**The problem**.
Whenever a line below holds the word "index", count it; then give the total and nothing else.

**Data for review**.

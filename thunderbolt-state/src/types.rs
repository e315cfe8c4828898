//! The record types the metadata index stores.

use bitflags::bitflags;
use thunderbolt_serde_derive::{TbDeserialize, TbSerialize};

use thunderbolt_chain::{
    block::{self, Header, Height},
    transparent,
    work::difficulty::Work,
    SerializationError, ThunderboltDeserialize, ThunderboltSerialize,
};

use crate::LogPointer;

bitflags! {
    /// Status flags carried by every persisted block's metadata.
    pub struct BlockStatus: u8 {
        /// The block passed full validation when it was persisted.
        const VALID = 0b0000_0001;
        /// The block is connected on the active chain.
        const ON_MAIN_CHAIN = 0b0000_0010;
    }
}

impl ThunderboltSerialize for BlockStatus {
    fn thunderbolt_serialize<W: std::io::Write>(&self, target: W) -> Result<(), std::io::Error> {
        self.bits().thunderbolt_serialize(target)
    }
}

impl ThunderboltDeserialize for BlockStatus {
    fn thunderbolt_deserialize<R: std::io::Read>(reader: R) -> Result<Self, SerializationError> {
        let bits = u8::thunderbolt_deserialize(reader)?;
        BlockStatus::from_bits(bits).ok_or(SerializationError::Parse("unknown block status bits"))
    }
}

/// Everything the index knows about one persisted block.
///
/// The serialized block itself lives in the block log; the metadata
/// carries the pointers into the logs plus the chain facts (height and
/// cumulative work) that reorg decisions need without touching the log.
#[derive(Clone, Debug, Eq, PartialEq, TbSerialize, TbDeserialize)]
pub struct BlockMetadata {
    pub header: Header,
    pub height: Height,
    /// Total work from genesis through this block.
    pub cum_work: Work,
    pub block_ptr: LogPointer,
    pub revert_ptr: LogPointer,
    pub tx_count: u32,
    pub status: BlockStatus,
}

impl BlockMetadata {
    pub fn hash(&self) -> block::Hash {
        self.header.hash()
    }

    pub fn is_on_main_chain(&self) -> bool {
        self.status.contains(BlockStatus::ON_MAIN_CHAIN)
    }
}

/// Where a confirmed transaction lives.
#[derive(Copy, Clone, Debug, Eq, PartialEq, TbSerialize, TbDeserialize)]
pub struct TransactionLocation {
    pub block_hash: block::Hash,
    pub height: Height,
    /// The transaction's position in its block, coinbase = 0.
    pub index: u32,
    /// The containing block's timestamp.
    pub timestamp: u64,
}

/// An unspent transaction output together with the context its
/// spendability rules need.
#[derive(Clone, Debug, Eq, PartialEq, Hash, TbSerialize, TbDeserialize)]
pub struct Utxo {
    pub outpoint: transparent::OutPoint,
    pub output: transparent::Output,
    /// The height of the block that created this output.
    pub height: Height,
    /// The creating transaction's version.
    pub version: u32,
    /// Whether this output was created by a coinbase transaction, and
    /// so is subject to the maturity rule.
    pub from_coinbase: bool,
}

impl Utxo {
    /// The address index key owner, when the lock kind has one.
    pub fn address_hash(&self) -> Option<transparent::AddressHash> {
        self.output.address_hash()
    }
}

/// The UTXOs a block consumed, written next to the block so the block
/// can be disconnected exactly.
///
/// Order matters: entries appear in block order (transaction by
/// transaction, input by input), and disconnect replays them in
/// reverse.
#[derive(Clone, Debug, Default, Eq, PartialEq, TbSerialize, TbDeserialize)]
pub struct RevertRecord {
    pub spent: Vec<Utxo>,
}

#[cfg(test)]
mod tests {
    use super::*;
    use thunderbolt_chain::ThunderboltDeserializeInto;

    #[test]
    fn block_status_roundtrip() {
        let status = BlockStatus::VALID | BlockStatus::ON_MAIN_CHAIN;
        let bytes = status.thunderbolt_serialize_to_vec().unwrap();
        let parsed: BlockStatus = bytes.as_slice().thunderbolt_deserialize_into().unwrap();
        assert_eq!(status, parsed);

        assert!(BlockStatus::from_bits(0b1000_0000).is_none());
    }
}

==

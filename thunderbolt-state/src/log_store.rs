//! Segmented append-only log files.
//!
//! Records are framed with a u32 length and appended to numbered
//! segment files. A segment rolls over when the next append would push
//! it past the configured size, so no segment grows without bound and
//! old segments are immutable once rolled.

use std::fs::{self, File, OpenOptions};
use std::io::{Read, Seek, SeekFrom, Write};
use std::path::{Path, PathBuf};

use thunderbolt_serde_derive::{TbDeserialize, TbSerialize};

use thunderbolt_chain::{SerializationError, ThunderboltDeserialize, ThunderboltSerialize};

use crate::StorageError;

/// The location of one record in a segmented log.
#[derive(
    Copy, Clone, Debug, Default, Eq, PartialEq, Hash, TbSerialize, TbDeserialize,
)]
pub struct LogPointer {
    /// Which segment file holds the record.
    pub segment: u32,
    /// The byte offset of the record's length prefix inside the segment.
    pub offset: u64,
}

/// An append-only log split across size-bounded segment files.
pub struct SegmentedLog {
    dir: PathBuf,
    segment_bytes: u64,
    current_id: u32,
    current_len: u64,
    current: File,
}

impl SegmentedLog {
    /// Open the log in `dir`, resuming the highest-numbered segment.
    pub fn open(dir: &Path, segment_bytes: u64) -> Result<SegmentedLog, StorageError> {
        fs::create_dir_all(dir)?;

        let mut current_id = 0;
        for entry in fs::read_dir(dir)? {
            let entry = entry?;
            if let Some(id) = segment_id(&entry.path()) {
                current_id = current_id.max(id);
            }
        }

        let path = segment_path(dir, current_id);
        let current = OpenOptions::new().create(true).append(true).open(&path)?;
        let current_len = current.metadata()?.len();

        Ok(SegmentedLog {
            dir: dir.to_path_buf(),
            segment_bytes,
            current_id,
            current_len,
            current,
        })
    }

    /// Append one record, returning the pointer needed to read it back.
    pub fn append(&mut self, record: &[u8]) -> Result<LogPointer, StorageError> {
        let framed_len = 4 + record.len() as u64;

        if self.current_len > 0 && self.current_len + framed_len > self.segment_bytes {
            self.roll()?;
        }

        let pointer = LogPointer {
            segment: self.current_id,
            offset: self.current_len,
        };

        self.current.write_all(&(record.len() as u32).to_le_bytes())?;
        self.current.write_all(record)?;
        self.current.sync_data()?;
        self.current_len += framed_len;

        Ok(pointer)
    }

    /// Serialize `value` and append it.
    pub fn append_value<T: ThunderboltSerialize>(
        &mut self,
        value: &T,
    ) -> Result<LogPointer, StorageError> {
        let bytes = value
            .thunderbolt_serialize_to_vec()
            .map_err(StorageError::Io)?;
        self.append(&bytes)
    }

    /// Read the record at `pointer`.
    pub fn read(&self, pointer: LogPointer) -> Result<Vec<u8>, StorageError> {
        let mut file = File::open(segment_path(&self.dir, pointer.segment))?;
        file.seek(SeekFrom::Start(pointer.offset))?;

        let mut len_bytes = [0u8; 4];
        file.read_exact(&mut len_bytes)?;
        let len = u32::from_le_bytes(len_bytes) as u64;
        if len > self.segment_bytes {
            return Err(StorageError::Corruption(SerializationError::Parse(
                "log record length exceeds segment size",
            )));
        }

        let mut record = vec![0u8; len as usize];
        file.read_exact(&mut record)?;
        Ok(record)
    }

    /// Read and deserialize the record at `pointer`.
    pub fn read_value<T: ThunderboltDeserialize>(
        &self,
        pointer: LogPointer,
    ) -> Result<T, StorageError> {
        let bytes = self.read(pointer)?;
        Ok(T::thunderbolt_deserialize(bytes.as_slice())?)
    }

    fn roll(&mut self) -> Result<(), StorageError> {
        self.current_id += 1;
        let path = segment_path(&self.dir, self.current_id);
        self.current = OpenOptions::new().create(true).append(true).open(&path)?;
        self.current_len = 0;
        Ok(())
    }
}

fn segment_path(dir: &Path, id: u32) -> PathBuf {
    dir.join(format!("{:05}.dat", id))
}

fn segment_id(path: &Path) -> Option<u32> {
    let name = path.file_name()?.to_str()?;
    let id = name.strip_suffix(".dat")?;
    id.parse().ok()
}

**Task output**.
4